● **TASK GOAL**
Copy each line of the entries below that contains the string "NewProduct".

● **Collected data**

....................

use chrono::NaiveDateTime;
use serde::{Deserialize, Serialize};

/// A city outside the base city where courier delivery is offered for a
/// configured fee.
#[derive(Debug, Serialize, Deserialize, Clone)]
pub struct DeliveryZone {
    /// Unique identifier of the zone.
    pub id: i32,
    /// City name matched against the delivery address city.
    pub name: String,
    /// Delivery fee in the smallest currency unit.
    pub price: i64,
    /// Inactive zones are ignored when routing fees.
    pub is_active: bool,
    /// Timestamp for when the zone record was created.
    pub created_at: NaiveDateTime,
    /// Timestamp for the last update to the zone record.
    pub updated_at: NaiveDateTime,
}

/// Payload required to insert a new delivery zone.
#[derive(Debug, Clone)]
pub struct NewDeliveryZone {
    pub name: String,
    pub price: i64,
    pub is_active: bool,
    /// Timestamp captured when the zone payload was created.
    pub updated_at: NaiveDateTime,
}

impl NewDeliveryZone {
    /// Build a new zone payload with the supplied details and current
    /// timestamp.
    pub fn new(name: impl Into<String>, price: i64) -> Self {
        let now = chrono::Local::now().naive_utc();
        Self {
            name: name.into(),
            price,
            is_active: true,
            updated_at: now,
        }
    }

    /// Mark the zone as inactive so it is ignored during fee routing.
    pub fn inactive(mut self) -> Self {
        self.is_active = false;
        self
    }
}
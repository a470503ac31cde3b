use chrono::NaiveDateTime;
use diesel::prelude::*;

use crate::domain::delivery_zone::{
    DeliveryZone as DomainDeliveryZone, NewDeliveryZone as DomainNewDeliveryZone,
};

#[derive(Debug, Clone, Identifiable, Queryable, Selectable)]
#[diesel(table_name = crate::schema::delivery_zones)]
pub struct DeliveryZone {
    pub id: i32,
    pub name: String,
    pub price: i64,
    pub is_active: bool,
    pub created_at: NaiveDateTime,
    pub updated_at: NaiveDateTime,
}

#[derive(Insertable)]
#[diesel(table_name = crate::schema::delivery_zones)]
pub struct NewDeliveryZone<'a> {
    pub name: &'a str,
    pub price: i64,
    pub is_active: bool,
    pub updated_at: NaiveDateTime,
}

impl From<DeliveryZone> for DomainDeliveryZone {
    fn from(value: DeliveryZone) -> Self {
        Self {
            id: value.id,
            name: value.name,
            price: value.price,
            is_active: value.is_active,
            created_at: value.created_at,
            updated_at: value.updated_at,
        }
    }
}

impl<'a> From<&'a DomainNewDeliveryZone> for NewDeliveryZone<'a> {
    fn from(value: &'a DomainNewDeliveryZone) -> Self {
        Self {
            name: value.name.as_str(),
            price: value.price,
            is_active: value.is_active,
            updated_at: value.updated_at,
        }
    }
}
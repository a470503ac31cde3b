//! Shared fixtures for integration tests.

use std::path::{Path, PathBuf};

use diesel_migrations::{EmbeddedMigrations, MigrationHarness, embed_migrations};
use tempfile::TempDir;

use ijara_orders::db::{DbPool, establish_connection_pool};

pub const MIGRATIONS: EmbeddedMigrations = embed_migrations!();

/// A migrated SQLite database inside its own temporary directory. The
/// directory (database file and WAL companions included) is removed when the
/// fixture is dropped, so every test starts from an empty schema.
pub struct TestDb {
    db_path: PathBuf,
    pool: DbPool,
    _dir: TempDir,
}

impl TestDb {
    pub fn new(filename: &str) -> Self {
        let dir = tempfile::tempdir().expect("failed to create temp dir");
        let db_path = dir.path().join(filename);
        let database_url = db_path.to_string_lossy().into_owned();

        let pool =
            establish_connection_pool(&database_url).expect("failed to build SQLite pool");
        let mut conn = pool.get().expect("failed to check out a connection");
        conn.run_pending_migrations(MIGRATIONS)
            .expect("migrations failed");

        TestDb {
            db_path,
            pool,
            _dir: dir,
        }
    }

    pub fn pool(&self) -> DbPool {
        self.pool.clone()
    }

    pub fn path(&self) -> &Path {
        &self.db_path
    }
}
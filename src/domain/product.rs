use chrono::NaiveDateTime;
use serde::{Deserialize, Serialize};

/// Domain representation of a rentable product together with its discount
/// tiers.
#[derive(Debug, Serialize, Deserialize, Clone)]
pub struct Product {
    /// Unique identifier of the product.
    pub id: i32,
    /// Human-readable name shown on the storefront.
    pub name: String,
    /// Optional photo URL.
    pub photo: Option<String>,
    /// Price for renting one unit for one day, in the smallest currency unit.
    pub daily_price: i64,
    /// Absolute ceiling on simultaneously reserved units for any overlapping
    /// date range.
    pub total_stock: i32,
    /// Inactive products cannot be ordered.
    pub is_active: bool,
    /// Flat totals for renting one unit for exactly `days` days.
    pub pricing_tiers: Vec<PricingTier>,
    /// Flat totals for renting exactly `quantity` units for one day.
    pub quantity_pricing: Vec<QuantityPricing>,
    /// Timestamp for when the product record was created.
    pub created_at: NaiveDateTime,
    /// Timestamp for the last update to the product record.
    pub updated_at: NaiveDateTime,
}

/// Flat total price for renting ONE unit for exactly `days` days. Applied
/// only on an exact duration match when the rental is longer than one day.
#[derive(Debug, Serialize, Deserialize, Clone)]
pub struct PricingTier {
    pub id: i32,
    pub product_id: i32,
    pub days: i32,
    pub total_price: i64,
}

/// Flat total price for renting exactly `quantity` units for one day.
/// Applied only on an exact quantity match for one-day rentals.
#[derive(Debug, Serialize, Deserialize, Clone)]
pub struct QuantityPricing {
    pub id: i32,
    pub product_id: i32,
    pub quantity: i32,
    pub total_price: i64,
}

/// Payload required to insert a new product into the catalog.
#[derive(Debug, Clone)]
pub struct NewProduct {
    pub name: String,
    pub photo: Option<String>,
    pub daily_price: i64,
    pub total_stock: i32,
    pub is_active: bool,
    /// `(days, total_price)` pairs inserted alongside the product.
    pub pricing_tiers: Vec<(i32, i64)>,
    /// `(quantity, total_price)` pairs inserted alongside the product.
    pub quantity_pricing: Vec<(i32, i64)>,
    /// Timestamp captured when the product payload was created.
    pub updated_at: NaiveDateTime,
}

impl NewProduct {
    /// Build a new product payload with the supplied details and current
    /// timestamp.
    pub fn new(name: impl Into<String>, daily_price: i64, total_stock: i32) -> Self {
        let now = chrono::Local::now().naive_utc();
        Self {
            name: name.into(),
            photo: None,
            daily_price,
            total_stock,
            is_active: true,
            pricing_tiers: Vec::new(),
            quantity_pricing: Vec::new(),
            updated_at: now,
        }
    }

    /// Attach a photo URL to the product payload.
    pub fn with_photo(mut self, photo: impl Into<String>) -> Self {
        self.photo = Some(photo.into());
        self
    }

    /// Add a duration tier: a flat total for one unit rented `days` days.
    pub fn with_pricing_tier(mut self, days: i32, total_price: i64) -> Self {
        self.pricing_tiers.push((days, total_price));
        self
    }

    /// Add a quantity tier: a flat total for `quantity` units rented one day.
    pub fn with_quantity_pricing(mut self, quantity: i32, total_price: i64) -> Self {
        self.quantity_pricing.push((quantity, total_price));
        self
    }

    /// Mark the product as inactive so it cannot be ordered.
    pub fn inactive(mut self) -> Self {
        self.is_active = false;
        self
    }
}
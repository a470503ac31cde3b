use thiserror::Error;

use crate::repository::errors::RepositoryError;

pub mod orders;

/// Failures surfaced to callers of the service layer. Every business-rule
/// variant maps to a 4xx response; `Internal` is the only 5xx.
#[derive(Debug, Error)]
pub enum ServiceError {
    /// Malformed or missing request fields; raised before any read.
    #[error("{0}")]
    Validation(String),
    #[error("rental start date must be strictly before the end date")]
    InvalidDateRange,
    #[error("a delivery address is required for courier delivery")]
    AddressRequired,
    #[error("one or more requested products do not exist or are inactive")]
    ProductNotFound,
    #[error("rental duration must be at least one day")]
    MinimumRentalDuration,
    #[error("not enough stock for product {product_id} in the requested period")]
    InsufficientStock { product_id: i32 },
    #[error("order not found")]
    NotFound,
    #[error("internal error")]
    Internal(#[source] RepositoryError),
}

impl ServiceError {
    /// Stable machine-readable code included in failure responses.
    pub fn code(&self) -> &'static str {
        match self {
            Self::Validation(_) => "validation_error",
            Self::InvalidDateRange => "invalid_date_range",
            Self::AddressRequired => "address_required",
            Self::ProductNotFound => "product_not_found",
            Self::MinimumRentalDuration => "minimum_rental_duration",
            Self::InsufficientStock { .. } => "insufficient_stock",
            Self::NotFound => "not_found",
            Self::Internal(_) => "internal_error",
        }
    }
}

impl From<RepositoryError> for ServiceError {
    fn from(err: RepositoryError) -> Self {
        match err {
            RepositoryError::NotFound => Self::NotFound,
            RepositoryError::StockConflict { product_id } => Self::InsufficientStock { product_id },
            other => Self::Internal(other),
        }
    }
}

pub type ServiceResult<T> = Result<T, ServiceError>;
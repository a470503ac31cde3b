use std::env;

use actix_identity::IdentityMiddleware;
use actix_session::{SessionMiddleware, storage::CookieSessionStore};
use actix_web::cookie::Key;
use actix_web::error::InternalError;
use actix_web::{App, HttpResponse, HttpServer, middleware, web};
use dotenvy::dotenv;
use serde_json::json;

use ijara_orders::db::establish_connection_pool;
use ijara_orders::repository::DieselRepository;
use ijara_orders::routes::orders::{create_order, list_orders, show_order};

#[actix_web::main]
async fn main() -> std::io::Result<()> {
    env_logger::init_from_env(env_logger::Env::default().default_filter_or("info"));
    dotenv().ok(); // Load .env file

    let database_url = env::var("DATABASE_URL").unwrap_or("app.db".to_string());
    let port = env::var("PORT").unwrap_or("8080".to_string());
    let port = port.parse::<u16>().unwrap_or(8080);
    let address = env::var("ADDRESS").unwrap_or("127.0.0.1".to_string());

    let secret_key = match env::var("SECRET_KEY") {
        Ok(key) => Key::from(key.as_bytes()),
        Err(_) => Key::generate(),
    };

    let pool = match establish_connection_pool(&database_url) {
        Ok(pool) => pool,
        Err(e) => {
            log::error!("Failed to establish database connection: {e}");
            std::process::exit(1);
        }
    };
    let repo = DieselRepository::new(pool);

    // malformed JSON bodies get the same failure envelope as business errors
    let json_config = web::JsonConfig::default().error_handler(|err, _req| {
        let body = HttpResponse::BadRequest().json(json!({
            "success": false,
            "error": "validation_error",
            "message": err.to_string(),
        }));
        InternalError::from_response(err, body).into()
    });

    HttpServer::new(move || {
        App::new()
            .wrap(IdentityMiddleware::default())
            .wrap(
                SessionMiddleware::builder(CookieSessionStore::default(), secret_key.clone())
                    .cookie_secure(false) // set to true in prod
                    .build(),
            )
            .wrap(middleware::Compress::default())
            .wrap(middleware::Logger::default())
            .service(
                web::scope("/api")
                    .service(create_order)
                    .service(show_order)
                    .service(list_orders),
            )
            .app_data(json_config.clone())
            .app_data(web::Data::new(repo.clone()))
    })
    .bind((address, port))?
    .run()
    .await
}
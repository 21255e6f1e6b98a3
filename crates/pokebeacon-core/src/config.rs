//! Discovery configuration

use std::time::Duration;

use serde::{Deserialize, Serialize};
use uuid::Uuid;

use crate::codec::{PayloadCodec, MAX_LOCAL_NAME_LEN, PROTOCOL_PREFIX, TEST_COMPANY_ID};
use crate::errors::ConfigError;
use crate::permission::PlatformProfile;

/// Service UUID broadcast next to the local name
pub const DEFAULT_SERVICE_UUID: Uuid = Uuid::from_u128(0x12345678_1234_5678_1234_56789ABCDEF0);

// ----------------------------------------------------------------------------
// Configuration
// ----------------------------------------------------------------------------

/// Configuration for the discovery facade
#[derive(Debug, Clone, PartialEq, Eq, Serialize, Deserialize)]
#[serde(default)]
pub struct DiscoveryConfig {
    /// Scan window in milliseconds
    pub scan_timeout_ms: u64,
    /// Local-name prefix identifying protocol advertisements
    pub name_prefix: String,
    /// Service UUID included in outgoing advertisements
    pub service_uuid: Uuid,
    /// Company id for the manufacturer-data channel; `None` disables it
    pub manufacturer_company_id: Option<u16>,
    /// Local-name length above which drivers are expected to truncate
    pub max_local_name_len: usize,
    /// Host permission model
    pub platform: PlatformProfile,
}

impl Default for DiscoveryConfig {
    fn default() -> Self {
        Self {
            scan_timeout_ms: 5000,
            name_prefix: PROTOCOL_PREFIX.to_string(),
            service_uuid: DEFAULT_SERVICE_UUID,
            manufacturer_company_id: Some(TEST_COMPANY_ID),
            max_local_name_len: MAX_LOCAL_NAME_LEN,
            platform: PlatformProfile::desktop(),
        }
    }
}

impl DiscoveryConfig {
    pub fn new() -> Self {
        Self::default()
    }

    /// Set the scan window
    pub fn with_scan_timeout(mut self, timeout: Duration) -> Self {
        self.scan_timeout_ms = timeout.as_millis() as u64;
        self
    }

    /// Set the local-name prefix
    pub fn with_name_prefix(mut self, prefix: impl Into<String>) -> Self {
        self.name_prefix = prefix.into();
        self
    }

    /// Set or disable the manufacturer-data channel
    pub fn with_manufacturer_company_id(mut self, company_id: Option<u16>) -> Self {
        self.manufacturer_company_id = company_id;
        self
    }

    /// Set the host permission model
    pub fn with_platform(mut self, platform: PlatformProfile) -> Self {
        self.platform = platform;
        self
    }

    pub fn scan_timeout(&self) -> Duration {
        Duration::from_millis(self.scan_timeout_ms)
    }

    /// Codec matching this configuration
    pub fn codec(&self) -> PayloadCodec {
        PayloadCodec::new(self.name_prefix.clone())
            .with_company_id(self.manufacturer_company_id)
            .with_max_local_name_len(self.max_local_name_len)
    }

    pub fn validate(&self) -> Result<(), ConfigError> {
        if self.scan_timeout_ms == 0 {
            return Err(invalid("scan timeout must be greater than 0"));
        }
        if self.name_prefix.is_empty() {
            return Err(invalid("name prefix must not be empty"));
        }
        if !self.name_prefix.is_ascii() {
            return Err(invalid("name prefix must be ASCII"));
        }
        if self.name_prefix.len() >= self.max_local_name_len {
            return Err(invalid(format!(
                "name prefix '{}' leaves no room for a payload within {} bytes",
                self.name_prefix, self.max_local_name_len
            )));
        }
        Ok(())
    }
}

fn invalid(reason: impl Into<String>) -> ConfigError {
    ConfigError::Invalid {
        reason: reason.into(),
    }
}

#[cfg(test)]
mod tests {
    use super::*;

    #[test]
    fn test_defaults_are_valid() {
        let config = DiscoveryConfig::default();
        assert!(config.validate().is_ok());
        assert_eq!(config.scan_timeout(), Duration::from_secs(5));
        assert_eq!(
            config.service_uuid.to_string(),
            "12345678-1234-5678-1234-56789abcdef0"
        );
    }

    #[test]
    fn test_rejects_bad_values() {
        let config = DiscoveryConfig::new().with_scan_timeout(Duration::ZERO);
        assert!(config.validate().is_err());

        let config = DiscoveryConfig::new().with_name_prefix("");
        assert!(config.validate().is_err());

        let config = DiscoveryConfig::new().with_name_prefix("Pokémon:");
        assert!(config.validate().is_err());
    }

    #[test]
    fn test_codec_follows_config() {
        let config = DiscoveryConfig::new()
            .with_name_prefix("Mon:")
            .with_manufacturer_company_id(None);
        let codec = config.codec();
        assert_eq!(codec.prefix(), "Mon:");
        assert_eq!(codec.company_id(), None);
    }
}
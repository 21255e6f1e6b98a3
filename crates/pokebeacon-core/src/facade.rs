//! Single entry point driven by the presentation layer
//!
//! The facade owns one scan session and one advertise session, which may run
//! at the same time. Before each radio operation it runs the permission gate
//! so that a missing grant surfaces as a [`PermissionError`] instead of a
//! driver-specific failure later.
//!
//! [`PermissionError`]: crate::errors::PermissionError

use std::sync::Arc;
use std::time::Duration;

use tracing::{info, warn};

use crate::advertise::{AdvertiseSession, AdvertiseState};
use crate::codec::EncodedPayload;
use crate::config::DiscoveryConfig;
use crate::errors::Result;
use crate::events::{event_channel, EventReceiver, EventSender};
use crate::peer::PeerAdvertisement;
use crate::permission::{PermissionGate, PermissionProvider, RadioRole};
use crate::radio::{RadioDriver, RadioSession};
use crate::scan::{ScanSession, ScanState};

/// Discovery and advertising over BLE advertisement frames
pub struct DiscoveryFacade {
    config: DiscoveryConfig,
    gate: PermissionGate,
    radio: RadioSession,
    scan: ScanSession,
    advertise: AdvertiseSession,
    events: EventSender,
}

impl DiscoveryFacade {
    /// Create a facade with its own permission gate
    pub fn new(
        config: DiscoveryConfig,
        radio: Arc<dyn RadioDriver>,
        permissions: Arc<dyn PermissionProvider>,
    ) -> Self {
        let gate = PermissionGate::new(permissions, config.platform);
        Self::with_gate(config, radio, gate)
    }

    /// Create a facade sharing an existing permission gate
    pub fn with_gate(
        config: DiscoveryConfig,
        radio: Arc<dyn RadioDriver>,
        gate: PermissionGate,
    ) -> Self {
        let events = event_channel();
        let radio = RadioSession::new(radio);
        let codec = config.codec();
        let services = vec![config.service_uuid];

        let scan = ScanSession::new(radio.clone(), codec.clone(), services.clone(), events.clone())
            .with_default_timeout(config.scan_timeout());
        let advertise = AdvertiseSession::new(radio.clone(), codec, services, events.clone());

        Self {
            config,
            gate,
            radio,
            scan,
            advertise,
            events,
        }
    }

    pub fn config(&self) -> &DiscoveryConfig {
        &self.config
    }

    pub fn permission_gate(&self) -> &PermissionGate {
        &self.gate
    }

    /// Receive scan and advertise status transitions
    pub fn subscribe(&self) -> EventReceiver {
        self.events.subscribe()
    }

    // ------------------------------------------------------------------------
    // Scanning
    // ------------------------------------------------------------------------

    /// Start a scan with the configured window, discarding earlier peers
    pub async fn start_scan(&mut self) -> Result<()> {
        self.start_scan_with_timeout(self.config.scan_timeout()).await
    }

    /// Start a scan with an explicit window
    pub async fn start_scan_with_timeout(&mut self, timeout: Duration) -> Result<()> {
        self.gate.ensure_ready(RadioRole::Scan).await?;
        self.scan.start_with_timeout(timeout).await?;
        Ok(())
    }

    /// Stop the scan early; peers found so far stay readable
    pub async fn stop_scan(&mut self) -> Result<()> {
        self.scan.stop().await;
        Ok(())
    }

    /// Peers of the current or last scan, in first-seen order
    pub async fn current_peers(&self) -> Vec<PeerAdvertisement> {
        self.scan.current_peers().await
    }

    pub async fn scan_state(&self) -> ScanState {
        self.scan.state().await
    }

    // ------------------------------------------------------------------------
    // Advertising
    // ------------------------------------------------------------------------

    /// Broadcast `name`, replacing any running broadcast
    ///
    /// The name is validated before any permission prompt is shown.
    pub async fn start_advertise(&mut self, name: &str) -> Result<()> {
        self.config.codec().encode(name)?;
        self.gate.ensure_ready(RadioRole::Advertise).await?;
        self.advertise.start(name).await?;
        Ok(())
    }

    /// Stop broadcasting; succeeds when nothing is on air
    pub async fn stop_advertise(&mut self) -> Result<()> {
        self.advertise.stop().await?;
        Ok(())
    }

    pub fn advertise_state(&self) -> AdvertiseState {
        self.advertise.state()
    }

    /// Payload currently on air
    pub fn current_advertisement(&self) -> Option<&EncodedPayload> {
        self.advertise.current_payload()
    }

    // ------------------------------------------------------------------------
    // Teardown
    // ------------------------------------------------------------------------

    /// Stop both roles and release the radio
    pub async fn shutdown(&mut self) -> Result<()> {
        self.scan.stop().await;
        let stopped = self.advertise.stop().await;
        if let Err(e) = self.radio.release().await {
            warn!("Radio release failed during shutdown: {}", e);
        }
        info!("Discovery shut down");
        stopped?;
        Ok(())
    }
}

....................

● **REPLY TO THE TASK**
pub struct NewProduct {
impl NewProduct {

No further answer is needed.